== PROBLEM REQUIREMENTS ==
Somewhere below is a line with "Event stream configuration" and, later, a line with "width and height."; repeat those two lines and all the lines between them, exactly as they are.

== SOURCE MATERIAL ==

======

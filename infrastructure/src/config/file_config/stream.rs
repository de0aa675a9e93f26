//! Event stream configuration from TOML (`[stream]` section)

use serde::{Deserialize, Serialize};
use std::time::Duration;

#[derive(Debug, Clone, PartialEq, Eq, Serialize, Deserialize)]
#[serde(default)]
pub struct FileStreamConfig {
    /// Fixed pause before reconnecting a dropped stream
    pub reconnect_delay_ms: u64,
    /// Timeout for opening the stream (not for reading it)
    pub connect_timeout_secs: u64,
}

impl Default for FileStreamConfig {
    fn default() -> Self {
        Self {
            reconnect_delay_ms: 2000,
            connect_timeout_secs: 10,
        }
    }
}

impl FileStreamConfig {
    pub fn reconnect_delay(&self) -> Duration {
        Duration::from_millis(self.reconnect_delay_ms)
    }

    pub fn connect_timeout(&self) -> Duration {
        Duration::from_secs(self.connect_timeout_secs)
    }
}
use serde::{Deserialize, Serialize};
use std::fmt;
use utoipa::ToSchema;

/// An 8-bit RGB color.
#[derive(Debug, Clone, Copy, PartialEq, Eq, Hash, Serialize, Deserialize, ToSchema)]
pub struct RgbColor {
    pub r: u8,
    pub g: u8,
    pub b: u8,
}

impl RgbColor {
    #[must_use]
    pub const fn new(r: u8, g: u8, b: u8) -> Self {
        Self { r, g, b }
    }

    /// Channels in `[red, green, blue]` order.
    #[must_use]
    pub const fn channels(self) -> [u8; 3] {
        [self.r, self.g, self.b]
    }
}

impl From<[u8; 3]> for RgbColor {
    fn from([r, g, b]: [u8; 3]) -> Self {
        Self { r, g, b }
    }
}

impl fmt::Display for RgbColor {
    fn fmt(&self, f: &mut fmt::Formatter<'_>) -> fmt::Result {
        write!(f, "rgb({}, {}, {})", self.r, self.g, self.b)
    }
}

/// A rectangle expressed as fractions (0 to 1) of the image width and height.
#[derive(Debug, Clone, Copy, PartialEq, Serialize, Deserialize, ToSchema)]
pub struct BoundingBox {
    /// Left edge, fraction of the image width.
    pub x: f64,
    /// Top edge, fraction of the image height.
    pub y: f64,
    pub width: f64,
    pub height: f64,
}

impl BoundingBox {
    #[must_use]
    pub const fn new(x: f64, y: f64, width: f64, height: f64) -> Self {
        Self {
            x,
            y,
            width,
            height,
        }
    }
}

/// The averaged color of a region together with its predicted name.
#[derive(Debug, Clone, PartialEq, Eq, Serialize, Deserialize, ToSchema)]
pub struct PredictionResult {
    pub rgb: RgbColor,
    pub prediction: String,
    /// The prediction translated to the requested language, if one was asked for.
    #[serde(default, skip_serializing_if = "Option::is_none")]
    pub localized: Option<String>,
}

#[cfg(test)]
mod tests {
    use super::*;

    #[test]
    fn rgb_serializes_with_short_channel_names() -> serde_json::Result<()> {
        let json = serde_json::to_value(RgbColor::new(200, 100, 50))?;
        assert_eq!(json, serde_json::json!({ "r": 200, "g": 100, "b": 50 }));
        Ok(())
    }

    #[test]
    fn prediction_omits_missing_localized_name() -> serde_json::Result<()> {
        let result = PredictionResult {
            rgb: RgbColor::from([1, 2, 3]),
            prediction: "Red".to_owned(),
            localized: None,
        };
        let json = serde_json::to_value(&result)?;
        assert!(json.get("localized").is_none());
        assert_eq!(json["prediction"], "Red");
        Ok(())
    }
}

======

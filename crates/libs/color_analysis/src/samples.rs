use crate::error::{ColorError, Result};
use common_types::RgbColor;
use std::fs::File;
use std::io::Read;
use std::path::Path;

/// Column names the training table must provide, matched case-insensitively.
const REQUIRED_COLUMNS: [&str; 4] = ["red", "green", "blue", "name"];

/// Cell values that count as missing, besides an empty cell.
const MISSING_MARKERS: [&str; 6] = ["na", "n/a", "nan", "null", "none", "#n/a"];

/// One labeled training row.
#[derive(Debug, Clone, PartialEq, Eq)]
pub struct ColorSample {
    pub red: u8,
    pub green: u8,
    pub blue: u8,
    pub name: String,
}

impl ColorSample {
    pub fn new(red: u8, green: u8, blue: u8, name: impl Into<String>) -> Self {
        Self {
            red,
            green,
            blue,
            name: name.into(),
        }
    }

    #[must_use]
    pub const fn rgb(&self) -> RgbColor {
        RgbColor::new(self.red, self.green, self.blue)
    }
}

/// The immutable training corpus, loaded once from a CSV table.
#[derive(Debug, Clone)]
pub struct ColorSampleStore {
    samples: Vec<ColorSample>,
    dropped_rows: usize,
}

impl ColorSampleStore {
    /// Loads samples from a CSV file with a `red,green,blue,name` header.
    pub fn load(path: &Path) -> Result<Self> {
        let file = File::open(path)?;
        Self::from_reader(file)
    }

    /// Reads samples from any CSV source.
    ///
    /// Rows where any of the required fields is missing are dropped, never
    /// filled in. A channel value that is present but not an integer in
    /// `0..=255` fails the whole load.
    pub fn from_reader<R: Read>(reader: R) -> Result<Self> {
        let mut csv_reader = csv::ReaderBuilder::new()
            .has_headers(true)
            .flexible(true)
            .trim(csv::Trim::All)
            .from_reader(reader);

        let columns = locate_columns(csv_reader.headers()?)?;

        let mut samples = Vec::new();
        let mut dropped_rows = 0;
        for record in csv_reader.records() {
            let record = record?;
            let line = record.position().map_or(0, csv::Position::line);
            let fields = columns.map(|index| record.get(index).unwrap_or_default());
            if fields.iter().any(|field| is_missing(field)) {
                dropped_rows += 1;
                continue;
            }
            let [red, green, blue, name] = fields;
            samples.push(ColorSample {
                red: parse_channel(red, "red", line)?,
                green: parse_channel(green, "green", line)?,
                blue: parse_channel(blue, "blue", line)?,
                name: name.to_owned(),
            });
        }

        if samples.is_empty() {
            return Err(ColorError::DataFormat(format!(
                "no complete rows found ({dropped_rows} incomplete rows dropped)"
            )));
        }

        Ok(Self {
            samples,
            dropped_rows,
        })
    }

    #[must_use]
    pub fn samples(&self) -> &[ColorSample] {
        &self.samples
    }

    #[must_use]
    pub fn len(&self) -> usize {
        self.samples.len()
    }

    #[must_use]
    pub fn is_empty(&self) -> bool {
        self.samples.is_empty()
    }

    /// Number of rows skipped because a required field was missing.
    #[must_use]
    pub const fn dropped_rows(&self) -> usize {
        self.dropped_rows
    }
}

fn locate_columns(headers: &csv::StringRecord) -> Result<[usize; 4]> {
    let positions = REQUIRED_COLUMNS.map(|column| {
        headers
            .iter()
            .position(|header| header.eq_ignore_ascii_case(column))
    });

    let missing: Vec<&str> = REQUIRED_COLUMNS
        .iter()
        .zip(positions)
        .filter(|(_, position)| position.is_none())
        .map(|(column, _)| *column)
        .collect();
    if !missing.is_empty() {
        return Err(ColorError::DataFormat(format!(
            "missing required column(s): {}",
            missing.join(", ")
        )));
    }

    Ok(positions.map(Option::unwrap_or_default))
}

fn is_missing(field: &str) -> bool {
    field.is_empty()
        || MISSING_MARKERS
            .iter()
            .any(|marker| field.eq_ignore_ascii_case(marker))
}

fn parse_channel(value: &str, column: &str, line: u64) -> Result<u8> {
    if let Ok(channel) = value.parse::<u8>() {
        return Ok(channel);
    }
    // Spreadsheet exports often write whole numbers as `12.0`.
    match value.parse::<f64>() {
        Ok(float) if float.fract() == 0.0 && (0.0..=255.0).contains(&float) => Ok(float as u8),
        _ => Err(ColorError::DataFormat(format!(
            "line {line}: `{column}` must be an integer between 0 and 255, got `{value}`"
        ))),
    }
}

======

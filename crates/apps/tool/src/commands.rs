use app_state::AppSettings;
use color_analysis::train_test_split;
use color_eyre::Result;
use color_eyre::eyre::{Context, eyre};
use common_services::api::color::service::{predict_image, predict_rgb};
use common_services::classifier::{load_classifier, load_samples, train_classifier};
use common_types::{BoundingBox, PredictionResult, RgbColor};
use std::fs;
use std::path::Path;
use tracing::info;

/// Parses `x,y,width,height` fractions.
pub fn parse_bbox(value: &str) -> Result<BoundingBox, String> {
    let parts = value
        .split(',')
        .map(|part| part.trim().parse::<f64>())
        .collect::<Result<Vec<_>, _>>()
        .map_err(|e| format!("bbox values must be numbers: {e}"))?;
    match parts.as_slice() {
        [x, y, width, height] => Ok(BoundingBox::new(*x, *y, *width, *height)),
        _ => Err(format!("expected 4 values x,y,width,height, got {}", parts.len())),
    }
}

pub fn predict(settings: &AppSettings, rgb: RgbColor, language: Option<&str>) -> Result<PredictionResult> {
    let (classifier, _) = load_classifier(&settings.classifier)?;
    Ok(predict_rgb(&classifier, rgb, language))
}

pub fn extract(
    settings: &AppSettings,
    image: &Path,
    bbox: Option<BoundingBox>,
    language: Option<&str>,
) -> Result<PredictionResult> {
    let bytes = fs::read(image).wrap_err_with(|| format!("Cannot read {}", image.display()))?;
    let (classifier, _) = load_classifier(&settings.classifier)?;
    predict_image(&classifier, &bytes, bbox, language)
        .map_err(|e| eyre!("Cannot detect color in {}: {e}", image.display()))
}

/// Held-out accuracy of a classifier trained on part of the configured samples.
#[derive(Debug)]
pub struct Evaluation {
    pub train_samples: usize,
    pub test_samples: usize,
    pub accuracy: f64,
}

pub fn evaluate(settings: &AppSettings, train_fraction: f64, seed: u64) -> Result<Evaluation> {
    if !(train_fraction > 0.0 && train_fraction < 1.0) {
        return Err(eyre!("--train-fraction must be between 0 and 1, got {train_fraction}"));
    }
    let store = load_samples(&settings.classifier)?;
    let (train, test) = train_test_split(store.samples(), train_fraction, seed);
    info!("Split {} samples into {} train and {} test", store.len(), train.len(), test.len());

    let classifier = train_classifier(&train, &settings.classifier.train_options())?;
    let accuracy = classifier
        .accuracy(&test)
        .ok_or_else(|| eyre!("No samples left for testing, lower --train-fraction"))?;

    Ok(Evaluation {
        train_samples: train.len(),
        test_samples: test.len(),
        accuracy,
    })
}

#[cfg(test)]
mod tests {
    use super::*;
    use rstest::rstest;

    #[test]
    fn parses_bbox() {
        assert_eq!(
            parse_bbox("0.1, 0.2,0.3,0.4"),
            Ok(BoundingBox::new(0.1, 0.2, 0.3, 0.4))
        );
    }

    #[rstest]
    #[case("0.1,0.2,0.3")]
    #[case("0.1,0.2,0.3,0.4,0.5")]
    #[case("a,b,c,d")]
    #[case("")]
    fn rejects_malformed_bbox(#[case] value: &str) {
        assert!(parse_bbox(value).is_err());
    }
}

======

== WRITTEN SOLUTION ==
//! Event stream configuration from TOML (`[stream]` section)

use serde::{Deserialize, Serialize};
use std::time::Duration;

#[derive(Debug, Clone, PartialEq, Eq, Serialize, Deserialize)]
#[serde(default)]
pub struct FileStreamConfig {
    /// Fixed pause before reconnecting a dropped stream
    pub reconnect_delay_ms: u64,
    /// Timeout for opening the stream (not for reading it)
    pub connect_timeout_secs: u64,
}

impl Default for FileStreamConfig {
    fn default() -> Self {
        Self {
            reconnect_delay_ms: 2000,
            connect_timeout_secs: 10,
        }
    }
}

impl FileStreamConfig {
    pub fn reconnect_delay(&self) -> Duration {
        Duration::from_millis(self.reconnect_delay_ms)
    }

    pub fn connect_timeout(&self) -> Duration {
        Duration::from_secs(self.connect_timeout_secs)
    }
}
use serde::{Deserialize, Serialize};
use std::fmt;
use utoipa::ToSchema;

/// An 8-bit RGB color.
#[derive(Debug, Clone, Copy, PartialEq, Eq, Hash, Serialize, Deserialize, ToSchema)]
pub struct RgbColor {
    pub r: u8,
    pub g: u8,
    pub b: u8,
}

impl RgbColor {
    #[must_use]
    pub const fn new(r: u8, g: u8, b: u8) -> Self {
        Self { r, g, b }
    }

    /// Channels in `[red, green, blue]` order.
    #[must_use]
    pub const fn channels(self) -> [u8; 3] {
        [self.r, self.g, self.b]
    }
}

impl From<[u8; 3]> for RgbColor {
    fn from([r, g, b]: [u8; 3]) -> Self {
        Self { r, g, b }
    }
}

impl fmt::Display for RgbColor {
    fn fmt(&self, f: &mut fmt::Formatter<'_>) -> fmt::Result {
        write!(f, "rgb({}, {}, {})", self.r, self.g, self.b)
    }
}

/// A rectangle expressed as fractions (0 to 1) of the image width and height.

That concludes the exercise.